» **Entries shown**:
>>>

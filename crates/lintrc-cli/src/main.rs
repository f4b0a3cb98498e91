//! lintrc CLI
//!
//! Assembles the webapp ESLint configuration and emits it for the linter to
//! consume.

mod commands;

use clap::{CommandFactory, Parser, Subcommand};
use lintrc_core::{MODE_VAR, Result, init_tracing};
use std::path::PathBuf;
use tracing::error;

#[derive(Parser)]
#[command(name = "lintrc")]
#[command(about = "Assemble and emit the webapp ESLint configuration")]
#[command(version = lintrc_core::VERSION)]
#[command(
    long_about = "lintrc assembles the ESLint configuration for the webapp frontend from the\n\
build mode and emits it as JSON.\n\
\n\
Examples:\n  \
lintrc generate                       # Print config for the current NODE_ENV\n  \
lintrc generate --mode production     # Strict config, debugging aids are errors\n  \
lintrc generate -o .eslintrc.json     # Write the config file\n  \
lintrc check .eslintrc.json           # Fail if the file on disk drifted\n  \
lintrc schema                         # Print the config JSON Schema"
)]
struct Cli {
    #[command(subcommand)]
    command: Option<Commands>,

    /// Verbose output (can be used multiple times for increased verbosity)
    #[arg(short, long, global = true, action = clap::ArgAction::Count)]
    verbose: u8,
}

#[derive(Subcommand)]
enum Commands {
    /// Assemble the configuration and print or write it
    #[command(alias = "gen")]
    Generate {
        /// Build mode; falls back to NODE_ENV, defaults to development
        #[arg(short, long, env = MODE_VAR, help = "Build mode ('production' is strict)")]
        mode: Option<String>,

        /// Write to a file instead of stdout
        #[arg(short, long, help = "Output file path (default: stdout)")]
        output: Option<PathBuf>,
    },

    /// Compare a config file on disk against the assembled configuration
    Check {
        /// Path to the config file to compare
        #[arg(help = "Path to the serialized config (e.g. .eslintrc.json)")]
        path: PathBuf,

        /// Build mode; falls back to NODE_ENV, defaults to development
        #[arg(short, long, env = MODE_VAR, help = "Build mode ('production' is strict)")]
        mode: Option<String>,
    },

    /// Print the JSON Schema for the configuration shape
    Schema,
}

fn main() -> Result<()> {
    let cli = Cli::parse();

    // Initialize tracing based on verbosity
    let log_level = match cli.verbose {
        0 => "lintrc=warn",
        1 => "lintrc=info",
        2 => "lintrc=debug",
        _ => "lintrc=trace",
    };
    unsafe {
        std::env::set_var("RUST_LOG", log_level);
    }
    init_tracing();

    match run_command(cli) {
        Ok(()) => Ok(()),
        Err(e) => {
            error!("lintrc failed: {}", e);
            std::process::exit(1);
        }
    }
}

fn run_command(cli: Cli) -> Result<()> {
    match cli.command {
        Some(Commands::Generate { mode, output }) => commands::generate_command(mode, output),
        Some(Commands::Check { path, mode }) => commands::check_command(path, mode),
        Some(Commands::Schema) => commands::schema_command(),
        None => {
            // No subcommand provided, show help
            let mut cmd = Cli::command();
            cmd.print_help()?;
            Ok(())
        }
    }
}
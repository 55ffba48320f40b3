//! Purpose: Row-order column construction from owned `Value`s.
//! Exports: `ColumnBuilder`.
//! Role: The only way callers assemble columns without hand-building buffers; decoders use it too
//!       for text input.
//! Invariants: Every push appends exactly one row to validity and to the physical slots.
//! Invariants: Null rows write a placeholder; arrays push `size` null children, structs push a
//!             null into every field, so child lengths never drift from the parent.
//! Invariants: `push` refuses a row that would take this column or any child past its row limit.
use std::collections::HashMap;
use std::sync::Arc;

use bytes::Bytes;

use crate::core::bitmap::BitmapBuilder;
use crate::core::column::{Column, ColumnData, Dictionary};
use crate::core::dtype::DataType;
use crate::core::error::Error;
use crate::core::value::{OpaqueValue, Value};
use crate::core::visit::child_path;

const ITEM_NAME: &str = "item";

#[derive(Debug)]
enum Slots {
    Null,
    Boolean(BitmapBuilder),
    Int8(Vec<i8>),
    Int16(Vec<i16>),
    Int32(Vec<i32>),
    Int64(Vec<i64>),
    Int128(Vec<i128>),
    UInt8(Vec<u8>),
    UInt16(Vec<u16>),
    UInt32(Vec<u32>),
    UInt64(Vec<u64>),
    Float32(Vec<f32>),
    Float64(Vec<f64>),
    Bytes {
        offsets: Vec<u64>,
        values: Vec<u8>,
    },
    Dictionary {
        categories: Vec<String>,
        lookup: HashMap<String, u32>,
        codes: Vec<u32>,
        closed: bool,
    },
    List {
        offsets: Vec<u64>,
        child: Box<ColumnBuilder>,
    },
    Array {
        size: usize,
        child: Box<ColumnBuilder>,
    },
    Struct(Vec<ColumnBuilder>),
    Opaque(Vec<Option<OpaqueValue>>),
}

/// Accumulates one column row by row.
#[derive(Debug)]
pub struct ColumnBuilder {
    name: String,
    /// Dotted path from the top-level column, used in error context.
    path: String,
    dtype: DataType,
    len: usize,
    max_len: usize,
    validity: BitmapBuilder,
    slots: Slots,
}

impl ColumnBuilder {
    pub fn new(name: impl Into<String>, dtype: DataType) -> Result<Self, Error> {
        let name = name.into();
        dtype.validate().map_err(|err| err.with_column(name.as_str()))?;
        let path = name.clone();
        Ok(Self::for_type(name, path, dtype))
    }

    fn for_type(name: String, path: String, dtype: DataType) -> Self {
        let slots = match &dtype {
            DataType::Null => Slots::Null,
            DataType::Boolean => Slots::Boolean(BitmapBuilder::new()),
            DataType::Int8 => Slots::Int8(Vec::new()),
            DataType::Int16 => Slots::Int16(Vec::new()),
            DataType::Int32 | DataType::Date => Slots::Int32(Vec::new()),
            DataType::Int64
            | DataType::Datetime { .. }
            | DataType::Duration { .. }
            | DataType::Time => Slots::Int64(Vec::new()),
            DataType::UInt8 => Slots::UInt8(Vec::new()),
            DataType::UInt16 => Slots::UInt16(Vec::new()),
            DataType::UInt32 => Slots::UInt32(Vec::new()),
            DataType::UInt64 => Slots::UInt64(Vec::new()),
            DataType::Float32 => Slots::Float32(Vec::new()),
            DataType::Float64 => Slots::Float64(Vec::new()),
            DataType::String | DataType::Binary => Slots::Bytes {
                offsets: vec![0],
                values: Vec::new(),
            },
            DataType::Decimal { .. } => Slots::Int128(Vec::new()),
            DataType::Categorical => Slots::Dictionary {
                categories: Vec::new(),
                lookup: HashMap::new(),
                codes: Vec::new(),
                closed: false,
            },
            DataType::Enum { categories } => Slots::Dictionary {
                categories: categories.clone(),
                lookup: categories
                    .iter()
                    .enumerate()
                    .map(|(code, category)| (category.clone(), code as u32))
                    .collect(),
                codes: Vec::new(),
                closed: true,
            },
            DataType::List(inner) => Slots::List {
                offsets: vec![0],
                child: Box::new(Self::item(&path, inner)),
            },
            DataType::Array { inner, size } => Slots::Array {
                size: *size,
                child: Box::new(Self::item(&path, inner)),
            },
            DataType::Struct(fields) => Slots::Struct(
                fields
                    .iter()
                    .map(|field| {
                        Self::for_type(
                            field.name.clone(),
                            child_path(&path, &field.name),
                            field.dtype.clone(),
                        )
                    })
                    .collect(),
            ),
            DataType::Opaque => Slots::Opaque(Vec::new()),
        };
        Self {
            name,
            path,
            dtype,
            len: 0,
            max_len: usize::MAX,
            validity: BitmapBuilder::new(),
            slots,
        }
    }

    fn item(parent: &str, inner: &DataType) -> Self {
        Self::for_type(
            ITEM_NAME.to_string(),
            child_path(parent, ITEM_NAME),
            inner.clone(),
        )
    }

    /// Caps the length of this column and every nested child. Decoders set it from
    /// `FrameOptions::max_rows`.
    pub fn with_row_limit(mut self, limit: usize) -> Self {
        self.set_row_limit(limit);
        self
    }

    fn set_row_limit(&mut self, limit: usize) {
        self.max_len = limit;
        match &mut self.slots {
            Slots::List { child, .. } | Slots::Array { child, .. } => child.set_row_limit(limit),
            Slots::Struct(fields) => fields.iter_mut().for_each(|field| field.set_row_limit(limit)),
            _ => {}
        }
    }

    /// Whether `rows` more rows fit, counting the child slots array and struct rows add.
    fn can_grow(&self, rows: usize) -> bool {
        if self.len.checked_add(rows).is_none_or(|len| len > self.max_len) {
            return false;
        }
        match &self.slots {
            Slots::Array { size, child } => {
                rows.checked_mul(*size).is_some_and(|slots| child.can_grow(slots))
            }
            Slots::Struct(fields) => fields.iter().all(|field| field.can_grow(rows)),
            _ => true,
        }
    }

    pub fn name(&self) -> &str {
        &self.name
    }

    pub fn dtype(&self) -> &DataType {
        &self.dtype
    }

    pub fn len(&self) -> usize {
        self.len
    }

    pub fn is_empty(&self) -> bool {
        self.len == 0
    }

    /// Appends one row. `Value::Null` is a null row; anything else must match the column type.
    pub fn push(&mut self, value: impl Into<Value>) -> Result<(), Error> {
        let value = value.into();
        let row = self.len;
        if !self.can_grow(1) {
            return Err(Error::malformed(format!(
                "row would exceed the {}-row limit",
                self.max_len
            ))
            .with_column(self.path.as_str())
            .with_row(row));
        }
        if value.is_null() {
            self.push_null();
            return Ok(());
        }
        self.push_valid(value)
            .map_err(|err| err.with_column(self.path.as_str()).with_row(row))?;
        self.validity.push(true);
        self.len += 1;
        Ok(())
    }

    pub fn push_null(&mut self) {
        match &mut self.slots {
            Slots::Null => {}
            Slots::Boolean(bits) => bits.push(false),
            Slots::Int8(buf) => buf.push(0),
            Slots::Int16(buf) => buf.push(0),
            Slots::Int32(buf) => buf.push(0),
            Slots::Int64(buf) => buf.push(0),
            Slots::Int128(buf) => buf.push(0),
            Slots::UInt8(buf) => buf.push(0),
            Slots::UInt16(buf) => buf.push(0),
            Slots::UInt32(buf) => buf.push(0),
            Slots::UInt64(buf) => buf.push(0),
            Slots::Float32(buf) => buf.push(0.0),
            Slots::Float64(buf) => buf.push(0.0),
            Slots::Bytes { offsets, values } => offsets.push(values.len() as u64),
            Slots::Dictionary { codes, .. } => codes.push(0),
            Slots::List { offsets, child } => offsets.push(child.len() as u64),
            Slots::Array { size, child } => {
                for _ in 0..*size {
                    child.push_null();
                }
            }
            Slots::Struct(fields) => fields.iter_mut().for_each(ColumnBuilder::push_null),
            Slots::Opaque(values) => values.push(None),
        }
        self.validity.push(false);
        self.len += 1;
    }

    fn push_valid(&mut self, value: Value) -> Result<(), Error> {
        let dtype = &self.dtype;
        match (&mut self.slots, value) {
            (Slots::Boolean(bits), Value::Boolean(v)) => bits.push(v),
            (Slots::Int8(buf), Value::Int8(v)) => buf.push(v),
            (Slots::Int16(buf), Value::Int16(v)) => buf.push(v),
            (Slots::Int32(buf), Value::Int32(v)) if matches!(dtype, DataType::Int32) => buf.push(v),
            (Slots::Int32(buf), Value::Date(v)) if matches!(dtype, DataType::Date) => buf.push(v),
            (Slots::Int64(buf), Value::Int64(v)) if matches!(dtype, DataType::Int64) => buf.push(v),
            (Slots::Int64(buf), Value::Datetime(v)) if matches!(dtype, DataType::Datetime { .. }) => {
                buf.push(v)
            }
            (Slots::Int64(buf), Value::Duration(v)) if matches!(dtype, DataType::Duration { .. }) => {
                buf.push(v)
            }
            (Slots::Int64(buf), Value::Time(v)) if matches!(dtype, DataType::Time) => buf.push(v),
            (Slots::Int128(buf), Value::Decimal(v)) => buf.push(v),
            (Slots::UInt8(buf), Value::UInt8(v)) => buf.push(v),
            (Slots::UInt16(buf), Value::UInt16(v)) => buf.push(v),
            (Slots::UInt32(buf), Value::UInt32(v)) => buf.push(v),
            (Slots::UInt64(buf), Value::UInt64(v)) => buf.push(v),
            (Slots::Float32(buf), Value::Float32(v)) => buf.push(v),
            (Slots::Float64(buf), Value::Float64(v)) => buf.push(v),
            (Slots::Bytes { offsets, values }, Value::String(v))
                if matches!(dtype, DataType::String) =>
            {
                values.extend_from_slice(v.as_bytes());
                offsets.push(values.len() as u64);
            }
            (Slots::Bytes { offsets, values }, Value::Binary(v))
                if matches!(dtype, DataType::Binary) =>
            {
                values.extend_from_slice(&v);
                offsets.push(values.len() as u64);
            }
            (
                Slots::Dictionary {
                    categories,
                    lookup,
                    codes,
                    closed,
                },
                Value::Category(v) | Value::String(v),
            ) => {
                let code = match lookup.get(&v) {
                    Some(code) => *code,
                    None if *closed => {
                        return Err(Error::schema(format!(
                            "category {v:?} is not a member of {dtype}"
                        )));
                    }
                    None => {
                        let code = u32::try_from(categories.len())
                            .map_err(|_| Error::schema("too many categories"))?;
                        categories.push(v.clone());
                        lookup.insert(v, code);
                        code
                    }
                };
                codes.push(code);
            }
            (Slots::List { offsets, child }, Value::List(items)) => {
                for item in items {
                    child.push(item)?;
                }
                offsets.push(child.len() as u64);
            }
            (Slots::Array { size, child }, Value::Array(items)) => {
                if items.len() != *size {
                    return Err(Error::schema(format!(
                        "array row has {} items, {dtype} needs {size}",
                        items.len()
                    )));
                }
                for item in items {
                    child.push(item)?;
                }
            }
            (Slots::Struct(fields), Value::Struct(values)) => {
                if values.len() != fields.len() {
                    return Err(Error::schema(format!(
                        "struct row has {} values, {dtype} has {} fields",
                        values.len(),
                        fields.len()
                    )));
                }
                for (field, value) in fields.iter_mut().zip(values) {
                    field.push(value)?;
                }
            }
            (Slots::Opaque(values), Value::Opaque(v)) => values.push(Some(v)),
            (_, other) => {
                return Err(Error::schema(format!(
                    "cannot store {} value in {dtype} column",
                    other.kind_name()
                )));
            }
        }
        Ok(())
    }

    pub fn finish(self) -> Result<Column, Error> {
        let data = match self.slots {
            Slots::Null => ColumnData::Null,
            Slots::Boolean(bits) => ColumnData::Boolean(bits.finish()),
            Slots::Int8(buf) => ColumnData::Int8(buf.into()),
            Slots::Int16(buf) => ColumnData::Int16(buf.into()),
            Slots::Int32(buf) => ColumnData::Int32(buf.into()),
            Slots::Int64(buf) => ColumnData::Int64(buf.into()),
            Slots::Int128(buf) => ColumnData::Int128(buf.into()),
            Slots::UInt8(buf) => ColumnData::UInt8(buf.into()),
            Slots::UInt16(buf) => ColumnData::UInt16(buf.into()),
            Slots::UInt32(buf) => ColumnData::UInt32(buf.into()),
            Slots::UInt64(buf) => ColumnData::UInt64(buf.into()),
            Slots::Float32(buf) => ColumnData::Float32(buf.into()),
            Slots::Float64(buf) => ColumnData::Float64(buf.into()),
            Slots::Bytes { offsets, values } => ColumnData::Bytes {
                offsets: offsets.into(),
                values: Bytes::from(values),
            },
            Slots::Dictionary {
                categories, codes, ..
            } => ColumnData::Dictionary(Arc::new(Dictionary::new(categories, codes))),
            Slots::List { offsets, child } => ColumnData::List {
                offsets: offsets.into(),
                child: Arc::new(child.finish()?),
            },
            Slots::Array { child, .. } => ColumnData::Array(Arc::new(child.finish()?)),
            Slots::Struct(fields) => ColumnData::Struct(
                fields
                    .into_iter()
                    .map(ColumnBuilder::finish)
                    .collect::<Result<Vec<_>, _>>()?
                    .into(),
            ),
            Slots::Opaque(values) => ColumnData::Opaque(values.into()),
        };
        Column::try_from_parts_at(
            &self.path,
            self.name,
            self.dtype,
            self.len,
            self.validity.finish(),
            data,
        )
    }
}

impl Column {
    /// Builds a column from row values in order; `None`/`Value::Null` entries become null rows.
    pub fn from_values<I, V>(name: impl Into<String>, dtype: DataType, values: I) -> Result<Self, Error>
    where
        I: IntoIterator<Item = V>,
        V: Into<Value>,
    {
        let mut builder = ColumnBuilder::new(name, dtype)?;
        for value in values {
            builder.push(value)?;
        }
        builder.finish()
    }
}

<<<

» **Exercise objective**: When you reach the line that contains "lintrc generate -o", stop; that line and every line before it, from the very first line of the data, should be restated word for word.

» **Solution for this task**:
filename crates/lintrc-cli/src/main.rs
repository f4b0a3cb98498e91
//! lintrc CLI
//!
//! Assembles the webapp ESLint configuration and emits it for the linter to
//! consume.

mod commands;

use clap::{CommandFactory, Parser, Subcommand};
use lintrc_core::{MODE_VAR, Result, init_tracing};
use std::path::PathBuf;
use tracing::error;

#[derive(Parser)]
#[command(name = "lintrc")]
#[command(about = "Assemble and emit the webapp ESLint configuration")]
#[command(version = lintrc_core::VERSION)]
#[command(
    long_about = "lintrc assembles the ESLint configuration for the webapp frontend from the\n\
build mode and emits it as JSON.\n\
\n\
Examples:\n  \
lintrc generate                       # Print config for the current NODE_ENV\n  \
lintrc generate --mode production     # Strict config, debugging aids are errors\n  \
lintrc generate -o .eslintrc.json     # Write the config file\n  \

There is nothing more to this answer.